■ **Extracted entries**
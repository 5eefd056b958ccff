//! Per-frame orchestration.
//!
//! `DistancePipeline::process` runs one frame through inference,
//! normalization, distance conversion, grid aggregation and the periodic
//! decision trigger. The only state carried between frames is the
//! `FrameContext` counter.

use std::time::Instant;

use anyhow::{anyhow, Result};
use serde::Serialize;

use crate::calibration::CameraIntrinsics;
use crate::decision::{DecisionOutcome, DecisionPolicy, DecisionTrigger};
use crate::depth::{
    invert_unit, scale_to_u16, DistanceConverter, DistanceMap, UnitDepthMap,
};
use crate::frame::Frame;
use crate::grid::{GridAggregator, GridSummary};
use crate::infer::DepthBackend;
use crate::{DEFAULT_BASELINE_M, DEFAULT_DECISION_PERIOD, DEFAULT_GRID_SIZE};

/// Numeric knobs of the pipeline.
#[derive(Clone, Copy, Debug, PartialEq)]
pub struct PipelineSettings {
    pub baseline_m: f32,
    /// Distance clamp. `None` disables it.
    pub max_distance_m: Option<f32>,
    pub grid_size: usize,
    pub decision_period: u64,
}

impl Default for PipelineSettings {
    fn default() -> Self {
        Self {
            baseline_m: DEFAULT_BASELINE_M,
            max_distance_m: None,
            grid_size: DEFAULT_GRID_SIZE,
            decision_period: DEFAULT_DECISION_PERIOD,
        }
    }
}

/// Cross-frame state: the processed-frame counter.
///
/// Starts at zero and is incremented exactly once per successfully processed
/// frame, before the decision trigger looks at it. Never reset.
#[derive(Clone, Copy, Debug, Default, PartialEq, Eq)]
pub struct FrameContext {
    frame_counter: u64,
}

impl FrameContext {
    pub fn frame_counter(&self) -> u64 {
        self.frame_counter
    }

    fn advance(&mut self) -> u64 {
        self.frame_counter += 1;
        self.frame_counter
    }
}

/// Serializable per-frame record.
#[derive(Clone, Debug, Serialize)]
pub struct FrameReport {
    pub counter: u64,
    pub sequence: u64,
    pub width: u32,
    pub height: u32,
    /// The raw prediction had no dynamic range; a zero unit map was used.
    pub degenerate: bool,
    pub grid: GridSummary,
    #[serde(skip_serializing_if = "Option::is_none")]
    pub decision: Option<DecisionOutcome>,
    pub elapsed_ms: f64,
}

/// Everything one frame produced. Dropped at the end of its iteration.
pub struct ProcessedFrame {
    pub report: FrameReport,
    pub unit_depth: UnitDepthMap,
    pub distance: DistanceMap,
}

pub struct DistancePipeline {
    backend: Box<dyn DepthBackend>,
    policy: Box<dyn DecisionPolicy>,
    intrinsics: CameraIntrinsics,
    converter: DistanceConverter,
    aggregator: GridAggregator,
    trigger: DecisionTrigger,
    context: FrameContext,
}

impl DistancePipeline {
    pub fn new(
        backend: Box<dyn DepthBackend>,
        policy: Box<dyn DecisionPolicy>,
        intrinsics: CameraIntrinsics,
        settings: PipelineSettings,
    ) -> Result<Self> {
        if !(settings.baseline_m.is_finite() && settings.baseline_m > 0.0) {
            return Err(anyhow!("baseline must be a positive number of metres"));
        }
        if !(intrinsics.fx().is_finite() && intrinsics.fx() > 0.0) {
            return Err(anyhow!("camera matrix fx must be positive, got {}", intrinsics.fx()));
        }
        let mut converter = DistanceConverter::new(settings.baseline_m);
        if let Some(max) = settings.max_distance_m {
            converter = converter.with_max_distance(max);
        }
        Ok(Self {
            backend,
            policy,
            intrinsics,
            converter,
            aggregator: GridAggregator::new(settings.grid_size)?,
            trigger: DecisionTrigger::new(settings.decision_period)?,
            context: FrameContext::default(),
        })
    }

    pub fn context(&self) -> FrameContext {
        self.context
    }

    pub fn backend_name(&self) -> &'static str {
        self.backend.name()
    }

    pub fn policy_name(&self) -> &'static str {
        self.policy.name()
    }

    pub fn warm_up(&mut self) -> Result<()> {
        self.backend.warm_up()
    }

    pub fn process(&mut self, frame: &Frame) -> Result<ProcessedFrame> {
        let started = Instant::now();

        let raw = self.backend.infer(frame)?;
        let expected = (frame.height as usize, frame.width as usize);
        if raw.dim() != expected {
            return Err(anyhow!(
                "backend '{}' returned a {}x{} depth map for a {}x{} frame",
                self.backend.name(),
                raw.ncols(),
                raw.nrows(),
                frame.width,
                frame.height
            ));
        }

        let scaled = scale_to_u16(&raw);
        drop(raw);
        let (unit_depth, degenerate) = match invert_unit(&scaled) {
            Ok(unit) => (unit, false),
            Err(e) => {
                log::warn!("frame seq={}: {}; using zero depth", frame.sequence, e);
                (UnitDepthMap::zeros(scaled.dim()), true)
            }
        };

        let distance = self.converter.to_distance(&unit_depth, &self.intrinsics);
        let grid = self.aggregator.aggregate(&distance)?;

        let counter = self.context.advance();
        let decision = self
            .trigger
            .on_frame(counter, &grid.cells, self.policy.as_mut());

        let report = FrameReport {
            counter,
            sequence: frame.sequence,
            width: frame.width,
            height: frame.height,
            degenerate,
            grid,
            decision,
            elapsed_ms: started.elapsed().as_secs_f64() * 1000.0,
        };
        log::debug!(
            "frame #{} seq={} processed in {:.1}ms",
            report.counter,
            report.sequence,
            report.elapsed_ms
        );

        Ok(ProcessedFrame {
            report,
            unit_depth,
            distance,
        })
    }
}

■ **What is needed**
Copy the entries above exactly, leaving none out.

■ **Solution to the exercise**
repository 5eefd056b958ccff
//! Per-frame orchestration.
//!
//! `DistancePipeline::process` runs one frame through inference,
//! normalization, distance conversion, grid aggregation and the periodic
//! decision trigger. The only state carried between frames is the
//! `FrameContext` counter.

use std::time::Instant;

use anyhow::{anyhow, Result};
use serde::Serialize;

use crate::calibration::CameraIntrinsics;
use crate::decision::{DecisionOutcome, DecisionPolicy, DecisionTrigger};
use crate::depth::{
    invert_unit, scale_to_u16, DistanceConverter, DistanceMap, UnitDepthMap,
};
use crate::frame::Frame;
use crate::grid::{GridAggregator, GridSummary};
use crate::infer::DepthBackend;
use crate::{DEFAULT_BASELINE_M, DEFAULT_DECISION_PERIOD, DEFAULT_GRID_SIZE};

/// Numeric knobs of the pipeline.
#[derive(Clone, Copy, Debug, PartialEq)]
pub struct PipelineSettings {
    pub baseline_m: f32,
    /// Distance clamp. `None` disables it.
    pub max_distance_m: Option<f32>,
    pub grid_size: usize,
    pub decision_period: u64,
}

impl Default for PipelineSettings {
    fn default() -> Self {
        Self {
            baseline_m: DEFAULT_BASELINE_M,
            max_distance_m: None,
            grid_size: DEFAULT_GRID_SIZE,
            decision_period: DEFAULT_DECISION_PERIOD,
        }
    }
}

/// Cross-frame state: the processed-frame counter.
///
/// Starts at zero and is incremented exactly once per successfully processed
/// frame, before the decision trigger looks at it. Never reset.
#[derive(Clone, Copy, Debug, Default, PartialEq, Eq)]
pub struct FrameContext {
    frame_counter: u64,
}

impl FrameContext {
    pub fn frame_counter(&self) -> u64 {
        self.frame_counter
    }

    fn advance(&mut self) -> u64 {
        self.frame_counter += 1;
        self.frame_counter
    }
}

/// Serializable per-frame record.
#[derive(Clone, Debug, Serialize)]
pub struct FrameReport {
    pub counter: u64,
    pub sequence: u64,
    pub width: u32,
    pub height: u32,
    /// The raw prediction had no dynamic range; a zero unit map was used.
    pub degenerate: bool,
    pub grid: GridSummary,
    #[serde(skip_serializing_if = "Option::is_none")]
    pub decision: Option<DecisionOutcome>,
    pub elapsed_ms: f64,
}

/// Everything one frame produced. Dropped at the end of its iteration.
pub struct ProcessedFrame {
    pub report: FrameReport,
    pub unit_depth: UnitDepthMap,
    pub distance: DistanceMap,
}

pub struct DistancePipeline {
    backend: Box<dyn DepthBackend>,
    policy: Box<dyn DecisionPolicy>,
    intrinsics: CameraIntrinsics,
    converter: DistanceConverter,
    aggregator: GridAggregator,
    trigger: DecisionTrigger,
    context: FrameContext,
}

impl DistancePipeline {
    pub fn new(
        backend: Box<dyn DepthBackend>,
        policy: Box<dyn DecisionPolicy>,
        intrinsics: CameraIntrinsics,
        settings: PipelineSettings,
    ) -> Result<Self> {
        if !(settings.baseline_m.is_finite() && settings.baseline_m > 0.0) {
            return Err(anyhow!("baseline must be a positive number of metres"));
        }
        if !(intrinsics.fx().is_finite() && intrinsics.fx() > 0.0) {
            return Err(anyhow!("camera matrix fx must be positive, got {}", intrinsics.fx()));
        }
        let mut converter = DistanceConverter::new(settings.baseline_m);
        if let Some(max) = settings.max_distance_m {
            converter = converter.with_max_distance(max);
        }
        Ok(Self {
            backend,
            policy,
            intrinsics,
            converter,
            aggregator: GridAggregator::new(settings.grid_size)?,
            trigger: DecisionTrigger::new(settings.decision_period)?,
            context: FrameContext::default(),
        })
    }

    pub fn context(&self) -> FrameContext {
        self.context
    }

    pub fn backend_name(&self) -> &'static str {
        self.backend.name()
    }

    pub fn policy_name(&self) -> &'static str {
        self.policy.name()
    }

    pub fn warm_up(&mut self) -> Result<()> {
        self.backend.warm_up()
    }

    pub fn process(&mut self, frame: &Frame) -> Result<ProcessedFrame> {
        let started = Instant::now();

        let raw = self.backend.infer(frame)?;
        let expected = (frame.height as usize, frame.width as usize);
        if raw.dim() != expected {
            return Err(anyhow!(
                "backend '{}' returned a {}x{} depth map for a {}x{} frame",
                self.backend.name(),
                raw.ncols(),
                raw.nrows(),
                frame.width,
                frame.height
            ));
        }

        let scaled = scale_to_u16(&raw);
        drop(raw);
        let (unit_depth, degenerate) = match invert_unit(&scaled) {
            Ok(unit) => (unit, false),
            Err(e) => {
                log::warn!("frame seq={}: {}; using zero depth", frame.sequence, e);
                (UnitDepthMap::zeros(scaled.dim()), true)
            }
        };

        let distance = self.converter.to_distance(&unit_depth, &self.intrinsics);
        let grid = self.aggregator.aggregate(&distance)?;

        let counter = self.context.advance();
        let decision = self
            .trigger
            .on_frame(counter, &grid.cells, self.policy.as_mut());

        let report = FrameReport {
            counter,
            sequence: frame.sequence,
            width: frame.width,
            height: frame.height,
            degenerate,
            grid,
            decision,
            elapsed_ms: started.elapsed().as_secs_f64() * 1000.0,
        };
        log::debug!(
            "frame #{} seq={} processed in {:.1}ms",
            report.counter,
            report.sequence,
            report.elapsed_ms
        );

        Ok(ProcessedFrame {
            report,
            unit_depth,
            distance,
        })
    }
}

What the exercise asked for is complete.